Necrosis of the femoral head (Kerachian et al. 2006) and irradiation-induced osteonecrosis of the jaw (Marx 1983) are widely known as osteonecrotic lesions, and the cause is insufficiency of vascular formation in both diseases. Reportedly, zoledronate exhibits a potent vascularization-inhibitory effect (Giraudo et al. 2004), and the BP-induced obstruction of blood vessels in bone and necrosis of osteocytes around them have been reported (Hansen et al. 2007). Based on these findings, it is hypothesized that insufficiency of the blood supply is also involved in BRONJ, but, histologically, the absence of vascularization inhibition in BRONJ has been reported (Bedogni et al. 2008). Another important hypothesis suggests an influence of reduced bone remodeling due to the BP-induced inhibition of bone resorption by osteoclasts. It has been reported that osteocyte mortality increases when bone remodeling declines, i.e., BPs reduce bone remodeling, increasing osteocyte death, which is involved in BRONJ (Allen et al. 2009). However, many resorption cavities were present on the peri-implant-sequestered bone surface, and the growth of granulation tissue containing abundant capillary blood vessels and reactive bone formation in the resected stump were confirmed in this patient. Thus, it is difficult to explain the cause of BRONJ with insufficient blood supply and the bone remodeling-inhibitory effect of BPs alone.

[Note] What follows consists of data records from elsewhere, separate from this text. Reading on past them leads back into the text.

use be_remote_db::DiscountType;
use chrono::{DateTime, Datelike, Duration, NaiveDate, TimeZone, Utc};
use rand::TryRngCore;
use rust_decimal::Decimal;
use rust_decimal_macros::dec;
use serde::{Deserialize, Serialize};
use uuid::Uuid;

use crate::error::PromoError;
use crate::store::{NewPromoRule, NewWheelPrize, PromoStore};
use crate::validator::WHEEL_PREFIX;

const CODE_CHARSET: &[u8] = b"ABCDEFGHIJKLMNOPQRSTUVWXYZ0123456789";
const CODE_SUFFIX_LEN: usize = 6;
const MAX_CODE_ATTEMPTS: usize = 5;
const PRIZE_MIN_ORDER: Decimal = dec!(15);
const DEFAULT_DISCOUNT_PERCENT: Decimal = dec!(10);
/// Discount percentages the wheel can land on.
const WHEEL_DISCOUNT_PERCENTS: &[Decimal] = &[DEFAULT_DISCOUNT_PERCENT];

#[derive(Debug, Clone, Copy, PartialEq, Eq, Serialize, Deserialize)]
#[serde(rename_all = "snake_case")]
pub enum PrizeType {
    Discount,
    FreeDelivery,
    FreeDrink,
    Surprise,
}

impl PrizeType {
    pub fn as_str(&self) -> &'static str {
        match self {
            PrizeType::Discount => "discount",
            PrizeType::FreeDelivery => "free_delivery",
            PrizeType::FreeDrink => "free_drink",
            PrizeType::Surprise => "surprise",
        }
    }
}

/// Discount attached to a prize.
#[derive(Debug, Clone, PartialEq)]
pub struct PrizeRule {
    pub discount_type: DiscountType,
    pub value: Decimal,
    pub description: String,
}

fn random_bytes<const N: usize>() -> Result<[u8; N], PromoError> {
    let mut bytes = [0u8; N];
    rand::rngs::OsRng
        .try_fill_bytes(&mut bytes)
        .map_err(|e| PromoError::Random(e.to_string()))?;
    Ok(bytes)
}

/// `ROULETTE` followed by six uppercase alphanumerics.
pub fn generate_code() -> Result<String, PromoError> {
    let bytes = random_bytes::<CODE_SUFFIX_LEN>()?;
    let suffix: String = bytes
        .iter()
        .map(|b| CODE_CHARSET[*b as usize % CODE_CHARSET.len()] as char)
        .collect();
    Ok(format!("{WHEEL_PREFIX}{suffix}"))
}

/// `None` for prizes delivered as an item. A requested discount outside the
/// wheel's percentages falls back to the default.
pub fn prize_rule(prize: PrizeType, value: Option<Decimal>, pick: u8) -> Option<PrizeRule> {
    match prize {
        PrizeType::Discount => {
            let percent = value
                .filter(|v| WHEEL_DISCOUNT_PERCENTS.contains(v))
                .unwrap_or(DEFAULT_DISCOUNT_PERCENT);
            Some(PrizeRule {
                discount_type: DiscountType::Percentage,
                value: percent,
                description: format!("{percent}% off your next order"),
            })
        }
        PrizeType::FreeDelivery => Some(PrizeRule {
            discount_type: DiscountType::FreeDelivery,
            value: Decimal::ZERO,
            description: "Free delivery on your next order".to_string(),
        }),
        PrizeType::FreeDrink => None,
        PrizeType::Surprise => {
            let (discount_type, value, description) = match pick % 3 {
                0 => (DiscountType::Fixed, dec!(2), "Surprise: 2 EUR off your next order"),
                1 => (DiscountType::Fixed, dec!(3), "Surprise: 3 EUR off your next order"),
                _ => (DiscountType::Percentage, dec!(5), "Surprise: 5% off your next order"),
            };
            Some(PrizeRule {
                discount_type,
                value,
                description: description.to_string(),
            })
        }
    }
}

/// One week, except free delivery which runs until the end of December 23
/// (falling back to one week once that date has passed).
pub fn prize_valid_until(prize: PrizeType, now: DateTime<Utc>) -> DateTime<Utc> {
    let one_week = now + Duration::days(7);
    if prize != PrizeType::FreeDelivery {
        return one_week;
    }

    NaiveDate::from_ymd_opt(now.year(), 12, 23)
        .and_then(|d| d.and_hms_opt(23, 59, 59))
        .map(|dt| Utc.from_utc_datetime(&dt))
        .filter(|deadline| *deadline > now)
        .unwrap_or(one_week)
}

#[derive(Debug, Clone)]
pub struct GenerateRequest {
    pub prize_type: PrizeType,
    pub value: Option<Decimal>,
    pub description: Option<String>,
}

#[derive(Debug, Clone, PartialEq, Serialize)]
#[serde(rename_all = "camelCase")]
pub struct GeneratedPrize {
    pub success: bool,
    pub code: String,
    pub prize_type: PrizeType,
    pub description: String,
    pub discount_type: Option<String>,
    pub discount_value: Decimal,
    pub valid_until: DateTime<Utc>,
    pub wheel_prize_id: Uuid,
}

async fn unique_code(store: &dyn PromoStore) -> Result<String, PromoError> {
    for _ in 0..MAX_CODE_ATTEMPTS {
        let code = generate_code()?;
        if !store.code_exists(&code).await? {
            return Ok(code);
        }
        tracing::debug!(%code, "Prize code collision; drawing again");
    }
    Err(PromoError::CodeSpaceExhausted)
}

#[tracing::instrument(skip(store, request), fields(prize = request.prize_type.as_str()))]
pub async fn generate(
    store: &dyn PromoStore,
    user_id: Uuid,
    request: GenerateRequest,
    now: DateTime<Utc>,
) -> Result<GeneratedPrize, PromoError> {
    let code = unique_code(store).await?;
    let valid_until = prize_valid_until(request.prize_type, now);
    let [pick] = random_bytes::<1>()?;
    let rule = prize_rule(request.prize_type, request.value, pick);

    let description = request
        .description
        .map(|d| d.trim().to_string())
        .filter(|d| !d.is_empty())
        .or_else(|| rule.as_ref().map(|r| r.description.clone()))
        .unwrap_or_else(|| "Free drink with your next order".to_string());

    let promo_code_id = match &rule {
        Some(rule) => Some(
            store
                .create_promo(NewPromoRule {
                    code: code.clone(),
                    description: description.clone(),
                    discount_type: rule.discount_type,
                    value: rule.value,
                    min_order_amount: PRIZE_MIN_ORDER,
                    valid_until,
                })
                .await?
                .id,
        ),
        None => None,
    };

    let prize = store
        .create_prize(NewWheelPrize {
            user_id,
            code: code.clone(),
            prize_type: request.prize_type.as_str().to_string(),
            promo_code_id,
            description: description.clone(),
            valid_until,
        })
        .await?;

    tracing::info!(prize_id = %prize.id, %user_id, "Wheel prize generated");

    Ok(GeneratedPrize {
        success: true,
        code,
        prize_type: request.prize_type,
        description,
        discount_type: rule.as_ref().map(|r| r.discount_type.to_string()),
        discount_value: rule.map(|r| r.value).unwrap_or(Decimal::ZERO),
        valid_until,
        wheel_prize_id: prize.id,
    })
}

Pamidronate and zoledronate administered intravenously to this patient are BPs that incorporate nitrogen. BPs containing nitrogen (NBPs) induce an inflammatory reaction by stimulating cells (Hewit et al. 2005; Endo et al. 1993; Nakamura et al. 1996). NBPs also exist on the surface of gram-negative cell walls, and increase inflammatory reactions to lipopolysaccharide (LPS), which has a strong inflammatory effect (Yamaguchi et al. 2000). Therefore, BRONJ may be caused by interactions among several factors differing among cases, not by a single cause. For example, in this patient, the following conditions may have influenced each other and caused BRONJ: 1) the excessive inhibition of bone turnover due to the NBP-related inhibition of bone resorption; 2) the occlusal force loaded on implants was directly transmitted to the bone, which activated local bone metabolism in the surrounding region, releasing BP accumulated in the bone at a high level; 3) free NBP-induced inflammatory reactions, induction of osteoclast apoptosis (Roelofs et al. 2006), and inhibition of epithelial activity (Landesberg et al. 2009); 4) increased risk of bacterial infection due to suppression of the immune system; 5) enhanced inflammatory reactions due to interactions between gram-negative bacterial lipopolysaccharides and NBPs and 6) reduced local blood flow by vascularization inhibition and vascular obstruction (Fig.13).
4. Conclusion
BRONJ is intractable, and no treatment method has been established. Only guidelines mainly concerning prevention and conservative treatment have been proposed. When peri-implant BRONJ occurs, firstly, conservative treatment should be selected following the AAOMS treatment guidelines, placing great importance on the prevention of exacerbation of BRONJ, but when NBPs are administered to control bone metastasis, it should be a priority to re-start BP administration and prevent any delay in cancer chemotherapy. Accordingly, although the appropriateness and timing of sequestration site resection should be carefully investigated, active surgical treatment may be one choice for some patients. Implant treatment is no longer special treatment. It is widely introduced into routine dental practice as a method to recover the occlusal function of defective teeth. Therefore, NBP intravenous injections will be increasingly administered to patients with a past medical history of implant treatment, for which the establishment of a practical clinical policy for the prevention and treatment of BRONJ is strongly desired.